Stored data entries
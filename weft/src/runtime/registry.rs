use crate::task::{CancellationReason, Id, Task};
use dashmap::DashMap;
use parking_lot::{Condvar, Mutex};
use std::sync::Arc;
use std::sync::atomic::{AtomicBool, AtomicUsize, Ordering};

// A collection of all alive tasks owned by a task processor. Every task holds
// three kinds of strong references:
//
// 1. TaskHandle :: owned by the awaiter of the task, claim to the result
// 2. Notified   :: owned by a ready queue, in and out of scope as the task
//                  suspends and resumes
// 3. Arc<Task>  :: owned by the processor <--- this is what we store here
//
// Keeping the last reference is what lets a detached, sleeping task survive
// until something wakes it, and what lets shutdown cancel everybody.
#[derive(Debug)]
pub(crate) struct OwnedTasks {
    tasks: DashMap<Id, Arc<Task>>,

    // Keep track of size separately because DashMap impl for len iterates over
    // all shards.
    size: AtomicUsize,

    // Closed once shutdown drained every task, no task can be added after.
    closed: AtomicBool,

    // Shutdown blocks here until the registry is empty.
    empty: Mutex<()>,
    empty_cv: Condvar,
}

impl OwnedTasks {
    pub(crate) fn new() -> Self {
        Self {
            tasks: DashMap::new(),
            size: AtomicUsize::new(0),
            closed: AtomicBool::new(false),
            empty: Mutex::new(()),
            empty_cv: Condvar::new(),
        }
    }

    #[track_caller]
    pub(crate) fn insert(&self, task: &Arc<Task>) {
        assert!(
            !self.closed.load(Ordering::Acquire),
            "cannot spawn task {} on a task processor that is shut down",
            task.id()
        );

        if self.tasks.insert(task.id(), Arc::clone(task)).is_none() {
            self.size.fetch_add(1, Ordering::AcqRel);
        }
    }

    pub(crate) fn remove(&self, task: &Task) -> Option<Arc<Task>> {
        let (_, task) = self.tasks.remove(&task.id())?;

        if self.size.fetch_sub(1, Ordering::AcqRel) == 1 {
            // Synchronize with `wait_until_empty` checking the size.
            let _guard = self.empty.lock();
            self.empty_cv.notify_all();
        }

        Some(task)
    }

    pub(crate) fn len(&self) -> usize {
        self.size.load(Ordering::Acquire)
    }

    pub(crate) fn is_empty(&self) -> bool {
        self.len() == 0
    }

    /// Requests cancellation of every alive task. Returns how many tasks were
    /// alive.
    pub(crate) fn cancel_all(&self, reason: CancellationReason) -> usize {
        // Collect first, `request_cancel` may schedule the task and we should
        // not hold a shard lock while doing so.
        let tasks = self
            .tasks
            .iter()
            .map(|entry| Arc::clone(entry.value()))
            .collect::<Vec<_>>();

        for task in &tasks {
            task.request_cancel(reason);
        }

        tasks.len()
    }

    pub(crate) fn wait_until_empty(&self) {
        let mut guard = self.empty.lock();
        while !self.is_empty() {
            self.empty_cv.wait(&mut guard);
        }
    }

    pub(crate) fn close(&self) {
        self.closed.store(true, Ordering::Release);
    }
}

→ **HOW TO COMPLETE THIS TASK**:
Return the number of lines in the records holding the string "insert", without any other words.

→ **TASK ANSWER**:
2